If you want to ensure longer supply of ginger, then consider planting it in a pot. Place it on a windowsill as well for its needed supply of sunlight. Every time you need ginger, simply lift the plant, cut off the root depending on how much you need, and then return it on the pot.
Ginger Recipe / Usage
The simplest way to incorporate ginger in your everyday life is by boiling it in water and making yourself fresh ginger tea. Then, add a tablespoon of honey for a sweeter taste. You can also squeeze fresh lemon on it for added boost, especially if you’re feeling under the weather.
If you’re willing to experiment, then here are some quick serving ideas you can try:
- Mix ginger slices and turmeric on your almond milk.
- Add grated ginger, sesame seeds, and nori sheets on top of your rice dishes.
- Combine ginger, olive oil, and soy sauce then drizzle on your salad as a dressing.
- Mix freshly minced ginger on sautéed vegetables for extra health boost.
- Add ginger and orange juice when you puree sweet potatoes.
- Put some grated ginger on the stuffing of baked apple pie.

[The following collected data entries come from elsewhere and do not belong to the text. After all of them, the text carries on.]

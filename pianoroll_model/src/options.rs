// Per-request generator options.
//
// Mirrors what a generator needs to know beyond the primer: which stretch of
// time to fill (`generate_sections`) and loosely-typed search arguments
// (`args`, e.g. `beam_size`). Built fresh for each request and handed to the
// generator by reference.

use serde::{Deserialize, Serialize};
use std::collections::BTreeMap;

/// Absolute time span, in seconds, that the generator should fill.
#[derive(Debug, Clone, Copy, PartialEq, Serialize, Deserialize)]
pub struct GenerateSection {
    pub start_time: f64,
    pub end_time: f64,
}

#[derive(Debug, Clone, PartialEq, Serialize, Deserialize)]
pub enum GeneratorArg {
    Int(i64),
    Float(f64),
    Bool(bool),
    Str(String),
}

#[derive(Debug, Clone, PartialEq, Default, Serialize, Deserialize)]
pub struct GeneratorOptions {
    pub generate_sections: Vec<GenerateSection>,
    pub args: BTreeMap<String, GeneratorArg>,
}

impl GeneratorOptions {
    pub fn new() -> Self {
        Self::default()
    }

    pub fn add_generate_section(&mut self, start_time: f64, end_time: f64) -> GenerateSection {
        let section = GenerateSection {
            start_time,
            end_time,
        };
        self.generate_sections.push(section);
        section
    }

    pub fn set_int_arg(&mut self, name: &str, value: i64) {
        self.args.insert(name.to_string(), GeneratorArg::Int(value));
    }

    /// Integer argument by name. `None` if absent or not an integer.
    pub fn int_arg(&self, name: &str) -> Option<i64> {
        match self.args.get(name) {
            Some(GeneratorArg::Int(i)) => Some(*i),
            _ => None,
        }
    }
}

In other words, ginger can be used in many ways. Whether fresh or in ground form, you can use ginger in the form of juice or tea, as a marinade, or additional ingredient in soups and stir-fry dishes. This simply shows ginger’s versatility in the kitchen.
Ginger is among the staple ingredients in every home. What happens if you ran out of it?
Here are some ginger substitutes you can try:
- Allspice – This is your alternative in case you ran out of ginger. It has a mildly sweet flavor with hints of cinnamon and nutmeg among its many spices. If the recipe calls for ¼ teaspoon ginger, then you can use the same amount of allspice. On the other hand, one tablespoon of fresh ginger is equivalent to ¼ teaspoon of allspice.
- Mace – If you also ran out of allspice, then mace is another decent alternative. It has warm and aromatic flavor that could resemble ginger. Although it is best for sweets and baked goods, you can also use mace in savory dishes. The best part is you don’t have to make adjustments on the measurement since the ratio is 1:1.
- Cinnamon – Its warm and sweet flavor have similarities to ginger. In case you ran out, especially for curry and other savory dishes, just follow the measuring guidelines for allspice in case you decide to use cinnamon to replace ginger.
- Nutmeg – This is another alternative, although not highly recommended. It still gives a ginger-like flavor, whether in ground or grated form.
- Cardamom And Pumpkin Pie Spice – They can also be good substitutes for ginger when the recipe calls for one.
Of course, nothing beats real ginger flavor so make sure you have a stock at home.
The Bottom Line
Ginger is among the super foods that you must include in your everyday diet.
Why? It is rich in antioxidants, antibacterial, and anti-inflammatory properties, thereby providing you with various health benefits such as pain relief, natural treatment for osteoarthritis, and helps lower cholesterol levels among others.
Still, be careful of potential side effects. Although ginger is generally safe, taking anything in excess of four grams per day is not recommended. Those with existing medical conditions must also be careful since ginger, despite being a super food, may adversely interact with your existing medications.
Overall, ginger is a good way to boost your health. The best part is ginger is readily available in the market.